Le coût de détention est le chiffre que beaucoup de propriétaires refusent de calculer. Pourtant, c'est lui qui détermine la rentabilité réelle d'un investissement et le coût réel de la propriété pour un occupant.
Les composantes principales sont : la taxe foncière (en hausse constante — +3% à +7% par an dans de nombreuses communes depuis la suppression de la taxe d'habitation), les charges de copropriété (30 à 80 €/m²/an), l'assurance PNO (propriétaire non occupant) ou habitation, la provision pour travaux d'entretien courant (1 à 2% de la valeur du bien par an selon les normes comptables anglo-saxonnes), et les intérêts d'emprunt.

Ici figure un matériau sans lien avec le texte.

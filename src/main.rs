//! Stress test manager CLI
//!
//! Launches a test's clients and servers on remote hosts, collects their
//! output and tears everything down when the test ends or is interrupted.

use clap::Parser;
use stresstest::cli;
use stresstest::commands::{Commands, GlobalOptions};

#[derive(Parser)]
#[command(name = "stresstest", about = "Distributed stress test manager")]
#[command(version, long_about = None)]
struct Cli {
    #[command(flatten)]
    options: GlobalOptions,

    #[command(subcommand)]
    command: Commands,
}

#[tokio::main]
async fn main() {
    let cli = Cli::parse();

    match cli::dispatch(cli.command, cli.options).await {
        Ok(true) => {}
        Ok(false) => std::process::exit(1),
        Err(e) => {
            eprintln!("Error: {e}");
            std::process::exit(1);
        }
    }
}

Pour un T3 de 60 m² acheté 300 000 € à Paris avec 20% d'apport et un emprunt à 3,5% sur 25 ans, le coût de détention annuel est d'environ : 3 500 € de taxe foncière + 3 000 € de charges de copropriété + 400 € d'assurance + 7 000 € d'intérêts d'emprunt (première année) + 3 000 € de provision travaux = environ 17 000 €/an, soit 1 400 €/mois — un loyer implicite que le propriétaire occupant « se verse à lui-même » et que le bailleur doit couvrir par le loyer perçu.
Angle commercial : pour un local commercial, le coût de détention inclut en plus la CFE (Cotisation Foncière des Entreprises) souvent refacturée au locataire, et les mises aux normes ERP/PMR. La vacance locative — plus longue en commercial (3-12 mois) qu'en résidentiel (1-2 mois) — est le poste le plus sous-estimé.